From top to bottom, each entry below must be reproduced exactly.
┄┄┄┄┄┄
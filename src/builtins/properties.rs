//! Object rest/spread copying and `export *` aggregation

use crate::error::{JsError, JsResult};
use crate::gc::ObjectHandle;
use crate::object::{AnyObject, PropOpFlags, PropertyDescriptor, PropertyFlags};
use crate::runtime::Runtime;
use crate::value::{JsValue, PropertyKey};

use super::NativeArgs;

/// `copyDataProperties(target, source, excludedKeys?)`
///
/// Copies the enumerable own properties of `source` onto `target` in
/// enumeration order, skipping keys `excludedKeys` has as own properties.
/// A throwing getter stops the copy; whatever was copied before stays.
pub(super) fn copy_data_properties(rt: &mut Runtime, args: &NativeArgs) -> JsResult<JsValue> {
    let JsValue::Object(target) = args.arg(0) else {
        return Ok(JsValue::Undefined);
    };
    let source_value = args.arg(1);
    if source_value.is_null_or_undefined() {
        return Ok(JsValue::Object(target));
    }

    let scope = rt.gc_scope();
    let target = scope.object(target);
    let source = scope.object(rt.to_object(&source_value)?);
    let excluded = args.dyncast_arg::<AnyObject>(rt, &scope, 2);

    rt.for_each_own_property_while(
        source.id(),
        |rt, index, flags| copy_property(rt, target, source, excluded, PropertyKey::Index(index), flags),
        |rt, key, flags| copy_property(rt, target, source, excluded, key.clone(), flags),
    )?;
    Ok(target.value())
}

fn copy_property(
    rt: &mut Runtime,
    target: ObjectHandle<'_>,
    source: ObjectHandle<'_>,
    excluded: Option<ObjectHandle<'_>>,
    key: PropertyKey,
    flags: PropertyFlags,
) -> JsResult<bool> {
    if !flags.enumerable {
        return Ok(true);
    }
    if let Some(excluded) = excluded {
        if rt.has_own_property(excluded.id(), &key)? {
            return Ok(true);
        }
    }
    let scope = rt.gc_scope();
    let value = scope.handle(rt.get(source.id(), &key, &source.value())?);
    rt.define_own_property(
        target.id(),
        key,
        PropertyDescriptor::data(value.value()),
        PropOpFlags::THROW,
    )?;
    Ok(true)
}

/// `exportAll(exports, source)`: `export * from "..."`
///
/// Re-exports every enumerable string-keyed own property of `source` except
/// `default`, as non-configurable bindings on `exports`.
pub(super) fn export_all(rt: &mut Runtime, args: &NativeArgs) -> JsResult<JsValue> {
    let scope = rt.gc_scope();
    let exports = args
        .dyncast_arg::<AnyObject>(rt, &scope, 0)
        .ok_or_else(|| JsError::type_error("exportAll() exports argument must be object"))?;
    let source = args
        .dyncast_arg::<AnyObject>(rt, &scope, 1)
        .ok_or_else(|| JsError::type_error("exportAll() source argument must be object"))?;

    rt.for_each_named_property_while(source.id(), |rt, key, flags| {
        if !flags.enumerable || !matches!(key, PropertyKey::String(_)) || key.eq_str("default") {
            return Ok(true);
        }
        let scope = rt.gc_scope();
        let value = scope.handle(rt.get(source.id(), key, &source.value())?);
        let defined = rt.define_own_property(
            exports.id(),
            key.clone(),
            PropertyDescriptor::data(value.value()).configurable(false),
            PropOpFlags::SILENT,
        )?;
        if !defined {
            log::debug!("exportAll: binding '{}' already fixed on exports, skipped", key);
        }
        Ok(true)
    })?;
    Ok(JsValue::Undefined)
}
//! TradeRecord — one executed fill against the simulated ledger.

use chrono::NaiveDate;
use serde::{Deserialize, Serialize};

/// Side of an executed trade.
#[derive(Debug, Clone, Copy, PartialEq, Eq, Serialize, Deserialize)]
pub enum TradeSide {
    Buy,
    Sell,
}

/// An executed trade. Immutable once appended to the ledger's log.
#[derive(Debug, Clone, Serialize, Deserialize)]
pub struct TradeRecord {
    pub symbol: String,
    pub side: TradeSide,
    pub quantity: i64,
    pub price: f64,
    pub date: NaiveDate,
    pub commission: f64,
    /// Realized PnL net of commission. Zero for buys.
    pub realized_pnl: f64,
}

impl TradeRecord {
    pub fn is_winner(&self) -> bool {
        self.side == TradeSide::Sell && self.realized_pnl > 0.0
    }

    /// Gross notional of the fill, before commission.
    pub fn notional(&self) -> f64 {
        self.price * self.quantity as f64
    }
}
┄┄┄┄┄┄
▶ [Response to this exercise]
filename src/builtins/properties.rs
//! Object rest/spread copying and `export *` aggregation

use crate::error::{JsError, JsResult};
use crate::gc::ObjectHandle;
use crate::object::{AnyObject, PropOpFlags, PropertyDescriptor, PropertyFlags};
use crate::runtime::Runtime;
use crate::value::{JsValue, PropertyKey};

use super::NativeArgs;

/// `copyDataProperties(target, source, excludedKeys?)`
///
/// Copies the enumerable own properties of `source` onto `target` in
/// enumeration order, skipping keys `excludedKeys` has as own properties.
/// A throwing getter stops the copy; whatever was copied before stays.
pub(super) fn copy_data_properties(rt: &mut Runtime, args: &NativeArgs) -> JsResult<JsValue> {
    let JsValue::Object(target) = args.arg(0) else {
        return Ok(JsValue::Undefined);
    };
    let source_value = args.arg(1);
    if source_value.is_null_or_undefined() {
        return Ok(JsValue::Object(target));
    }

    let scope = rt.gc_scope();
    let target = scope.object(target);
    let source = scope.object(rt.to_object(&source_value)?);
    let excluded = args.dyncast_arg::<AnyObject>(rt, &scope, 2);

    rt.for_each_own_property_while(
        source.id(),
        |rt, index, flags| copy_property(rt, target, source, excluded, PropertyKey::Index(index), flags),
        |rt, key, flags| copy_property(rt, target, source, excluded, key.clone(), flags),
    )?;
    Ok(target.value())
}

fn copy_property(
    rt: &mut Runtime,
    target: ObjectHandle<'_>,
    source: ObjectHandle<'_>,
    excluded: Option<ObjectHandle<'_>>,
    key: PropertyKey,
    flags: PropertyFlags,
) -> JsResult<bool> {
    if !flags.enumerable {
        return Ok(true);
    }
    if let Some(excluded) = excluded {
        if rt.has_own_property(excluded.id(), &key)? {
            return Ok(true);
        }
    }
    let scope = rt.gc_scope();
    let value = scope.handle(rt.get(source.id(), &key, &source.value())?);
    rt.define_own_property(
        target.id(),
        key,
        PropertyDescriptor::data(value.value()),
        PropOpFlags::THROW,
    )?;
    Ok(true)
}

/// `exportAll(exports, source)`: `export * from "..."`
///
/// Re-exports every enumerable string-keyed own property of `source` except
/// `default`, as non-configurable bindings on `exports`.
pub(super) fn export_all(rt: &mut Runtime, args: &NativeArgs) -> JsResult<JsValue> {
    let scope = rt.gc_scope();
    let exports = args
        .dyncast_arg::<AnyObject>(rt, &scope, 0)
        .ok_or_else(|| JsError::type_error("exportAll() exports argument must be object"))?;
    let source = args
        .dyncast_arg::<AnyObject>(rt, &scope, 1)
        .ok_or_else(|| JsError::type_error("exportAll() source argument must be object"))?;

    rt.for_each_named_property_while(source.id(), |rt, key, flags| {
        if !flags.enumerable || !matches!(key, PropertyKey::String(_)) || key.eq_str("default") {
            return Ok(true);
        }
        let scope = rt.gc_scope();
        let value = scope.handle(rt.get(source.id(), key, &source.value())?);
        let defined = rt.define_own_property(
            exports.id(),
            key.clone(),
            PropertyDescriptor::data(value.value()).configurable(false),
            PropOpFlags::SILENT,
        )?;
        if !defined {
            log::debug!("exportAll: binding '{}' already fixed on exports, skipped", key);
        }
        Ok(true)
    })?;
    Ok(JsValue::Undefined)
}
//! TradeRecord — one executed fill against the simulated ledger.

use chrono::NaiveDate;
use serde::{Deserialize, Serialize};

/// Side of an executed trade.
#[derive(Debug, Clone, Copy, PartialEq, Eq, Serialize, Deserialize)]
pub enum TradeSide {
    Buy,
    Sell,
}

/// An executed trade. Immutable once appended to the ledger's log.
#[derive(Debug, Clone, Serialize, Deserialize)]
pub struct TradeRecord {
    pub symbol: String,
    pub side: TradeSide,
    pub quantity: i64,
    pub price: f64,
    pub date: NaiveDate,
    pub commission: f64,
    /// Realized PnL net of commission. Zero for buys.
    pub realized_pnl: f64,
}

impl TradeRecord {
    pub fn is_winner(&self) -> bool {
        self.side == TradeSide::Sell && self.realized_pnl > 0.0
    }

    /// Gross notional of the fill, before commission.
    pub fn notional(&self) -> f64 {
        self.price * self.quantity as f64
    }
}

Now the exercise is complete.